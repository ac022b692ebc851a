#![forbid(unsafe_code)]

//! Character escaping for canonical output.
//!
//! - Text nodes: `&`, `<`, `>` and carriage return
//! - Attribute values: `&`, `<`, `"`, tab, newline and carriage return
//! - PI data: carriage return only

fn escape_with(s: &str, replace: impl Fn(char) -> Option<&'static str>) -> String {
    let mut out = String::with_capacity(s.len());
    for ch in s.chars() {
        match replace(ch) {
            Some(entity) => out.push_str(entity),
            None => out.push(ch),
        }
    }
    out
}

/// Escape text node content.
pub fn escape_text(s: &str) -> String {
    escape_with(s, |ch| match ch {
        '&' => Some("&amp;"),
        '<' => Some("&lt;"),
        '>' => Some("&gt;"),
        '\r' => Some("&#xD;"),
        _ => None,
    })
}

/// Escape an attribute value.
pub fn escape_attr(s: &str) -> String {
    escape_with(s, |ch| match ch {
        '&' => Some("&amp;"),
        '<' => Some("&lt;"),
        '"' => Some("&quot;"),
        '\t' => Some("&#x9;"),
        '\n' => Some("&#xA;"),
        '\r' => Some("&#xD;"),
        _ => None,
    })
}

/// Escape processing instruction data.
pub fn escape_pi(s: &str) -> String {
    escape_with(s, |ch| (ch == '\r').then_some("&#xD;"))
}
#![forbid(unsafe_code)]

//! Reading the fields of an X.509 certificate that the trust decision
//! depends on.

use chrono::{DateTime, Utc};
use der::asn1::ObjectIdentifier;
use der::{Decode, DecodePem, Encode, EncodePem, Tag, Tagged};
use islogin_core::Error;
use islogin_crypto::{PublicKey, SignatureMethod};
use x509_cert::ext::pkix::{AuthorityKeyIdentifier, SubjectKeyIdentifier};
use x509_cert::name::Name;
use x509_cert::Certificate;

const SERIAL_NUMBER: ObjectIdentifier = ObjectIdentifier::new_unwrap("2.5.4.5");
const ORGANIZATION: ObjectIdentifier = ObjectIdentifier::new_unwrap("2.5.4.10");
const COMMON_NAME: ObjectIdentifier = ObjectIdentifier::new_unwrap("2.5.4.3");

/// A parsed X.509 certificate.
///
/// Used both for the signer certificate carried in a token and for the
/// configured trust anchors.
#[derive(Debug, Clone)]
pub struct X509Certificate {
    der: Vec<u8>,
    cert: Certificate,
    not_before: DateTime<Utc>,
    not_after: DateTime<Utc>,
}

/// The certificate embedded in a token's signature.
pub type SignerCertificate = X509Certificate;

impl PartialEq for X509Certificate {
    fn eq(&self, other: &Self) -> bool {
        self.der == other.der
    }
}

impl Eq for X509Certificate {}

impl X509Certificate {
    /// Parse a DER-encoded certificate.
    pub fn from_der(der: &[u8]) -> Result<Self, Error> {
        let cert = Certificate::from_der(der)
            .map_err(|e| Error::CertificateMalformed(format!("cannot decode certificate: {e}")))?;
        Self::from_parsed(cert, der.to_vec())
    }

    /// Parse a single PEM `CERTIFICATE` block.
    pub fn from_pem(pem: &str) -> Result<Self, Error> {
        let cert = Certificate::from_pem(pem.trim())
            .map_err(|e| Error::CertificateMalformed(format!("cannot decode PEM certificate: {e}")))?;
        let der = cert
            .to_der()
            .map_err(|e| Error::CertificateMalformed(format!("cannot encode certificate: {e}")))?;
        Self::from_parsed(cert, der)
    }

    fn from_parsed(cert: Certificate, der: Vec<u8>) -> Result<Self, Error> {
        let validity = &cert.tbs_certificate.validity;
        let not_before = to_utc(&validity.not_before)?;
        let not_after = to_utc(&validity.not_after)?;
        Ok(Self {
            der,
            cert,
            not_before,
            not_after,
        })
    }

    /// The certificate as received, DER-encoded.
    pub fn der(&self) -> &[u8] {
        &self.der
    }

    /// PEM text of this certificate.
    pub fn to_pem(&self) -> Result<String, Error> {
        self.cert
            .to_pem(der::pem::LineEnding::LF)
            .map_err(|e| Error::CertificateMalformed(format!("cannot encode PEM: {e}")))
    }

    pub fn subject_serial_number(&self) -> Option<String> {
        name_attribute(&self.cert.tbs_certificate.subject, SERIAL_NUMBER)
    }

    pub fn subject_common_name(&self) -> Option<String> {
        name_attribute(&self.cert.tbs_certificate.subject, COMMON_NAME)
    }

    pub fn issuer_organization(&self) -> Option<String> {
        name_attribute(&self.cert.tbs_certificate.issuer, ORGANIZATION)
    }

    /// RFC 4514 rendering of the subject, for logs and listings.
    pub fn subject(&self) -> String {
        self.cert.tbs_certificate.subject.to_string()
    }

    pub fn issuer(&self) -> String {
        self.cert.tbs_certificate.issuer.to_string()
    }

    pub fn not_before(&self) -> DateTime<Utc> {
        self.not_before
    }

    pub fn not_after(&self) -> DateTime<Utc> {
        self.not_after
    }

    /// Whether `now` lies within the validity window, boundaries included.
    pub fn is_valid_at(&self, now: DateTime<Utc>) -> bool {
        self.not_before <= now && now <= self.not_after
    }

    /// The subject-key-identifier extension value, if present.
    pub fn subject_key_identifier(&self) -> Result<Option<Vec<u8>>, Error> {
        let ext = self
            .cert
            .tbs_certificate
            .get::<SubjectKeyIdentifier>()
            .map_err(|e| Error::CertificateMalformed(format!("bad subject key identifier: {e}")))?;
        Ok(ext.map(|(_, ski)| ski.0.as_bytes().to_vec()))
    }

    /// The key identifier of the authority-key-identifier extension, if present.
    pub fn authority_key_identifier(&self) -> Result<Option<Vec<u8>>, Error> {
        let ext = self
            .cert
            .tbs_certificate
            .get::<AuthorityKeyIdentifier>()
            .map_err(|e| Error::CertificateMalformed(format!("bad authority key identifier: {e}")))?;
        Ok(ext
            .and_then(|(_, aki)| aki.key_identifier)
            .map(|id| id.as_bytes().to_vec()))
    }

    /// SHA-1 of the subject public key bit string (RFC 5280 key identifier method 1).
    pub fn computed_key_identifier(&self) -> Vec<u8> {
        let spki = &self.cert.tbs_certificate.subject_public_key_info;
        islogin_crypto::digest::sha1(spki.subject_public_key.raw_bytes())
    }

    /// Whether the subject-key-identifier is present and matches the key.
    pub fn has_consistent_key_identifier(&self) -> bool {
        matches!(
            self.subject_key_identifier(),
            Ok(Some(ski)) if ski == self.computed_key_identifier()
        )
    }

    pub fn public_key(&self) -> Result<PublicKey, Error> {
        let spki_der = self
            .cert
            .tbs_certificate
            .subject_public_key_info
            .to_der()
            .map_err(|e| Error::CertificateMalformed(format!("cannot encode public key: {e}")))?;
        PublicKey::from_spki_der(&spki_der)
    }

    pub(crate) fn subject_der(&self) -> Option<Vec<u8>> {
        self.cert.tbs_certificate.subject.to_der().ok()
    }

    pub(crate) fn issuer_der(&self) -> Option<Vec<u8>> {
        self.cert.tbs_certificate.issuer.to_der().ok()
    }

    /// Check this certificate's signature with `issuer`'s public key.
    pub fn verify_signed_by(&self, issuer: &X509Certificate) -> Result<(), Error> {
        let oid = self.cert.signature_algorithm.oid.to_string();
        let method = SignatureMethod::from_oid(&oid).ok_or_else(|| {
            Error::UntrustedSigner(format!("unsupported certificate signature algorithm {oid}"))
        })?;
        let tbs = self
            .cert
            .tbs_certificate
            .to_der()
            .map_err(|e| Error::CertificateMalformed(format!("cannot encode certificate body: {e}")))?;
        let key = issuer.public_key()?;
        method
            .verify_der(&key, &tbs, self.cert.signature.raw_bytes())
            .map_err(|e| Error::UntrustedSigner(e.reason()))
    }
}

fn to_utc(time: &x509_cert::time::Time) -> Result<DateTime<Utc>, Error> {
    let secs = time.to_unix_duration().as_secs();
    i64::try_from(secs)
        .ok()
        .and_then(|s| DateTime::from_timestamp(s, 0))
        .ok_or_else(|| Error::CertificateMalformed(format!("validity time out of range: {time:?}")))
}

/// First value of `oid` in `name`, read as a directory string.
fn name_attribute(name: &Name, oid: ObjectIdentifier) -> Option<String> {
    name.0
        .iter()
        .flat_map(|rdn| rdn.0.iter())
        .find(|atv| atv.oid == oid)
        .and_then(|atv| directory_string(&atv.value))
}

fn directory_string(value: &der::Any) -> Option<String> {
    let bytes = value.value();
    match value.tag() {
        Tag::Utf8String | Tag::PrintableString | Tag::Ia5String => {
            std::str::from_utf8(bytes).ok().map(str::to_owned)
        }
        // T.61 in practice carries Latin-1.
        Tag::TeletexString => Some(bytes.iter().map(|&b| char::from(b)).collect()),
        _ => None,
    }
}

════

ASSIGNED TASK: Each line from the first line of the listing through the line containing "let mut out" must be set down exactly; no other line belongs in the answer.

WRITTEN SOLUTION:
repository ac022b692ebc851a
#![forbid(unsafe_code)]

//! Character escaping for canonical output.
//!
//! - Text nodes: `&`, `<`, `>` and carriage return
//! - Attribute values: `&`, `<`, `"`, tab, newline and carriage return
//! - PI data: carriage return only

fn escape_with(s: &str, replace: impl Fn(char) -> Option<&'static str>) -> String {
    let mut out = String::with_capacity(s.len());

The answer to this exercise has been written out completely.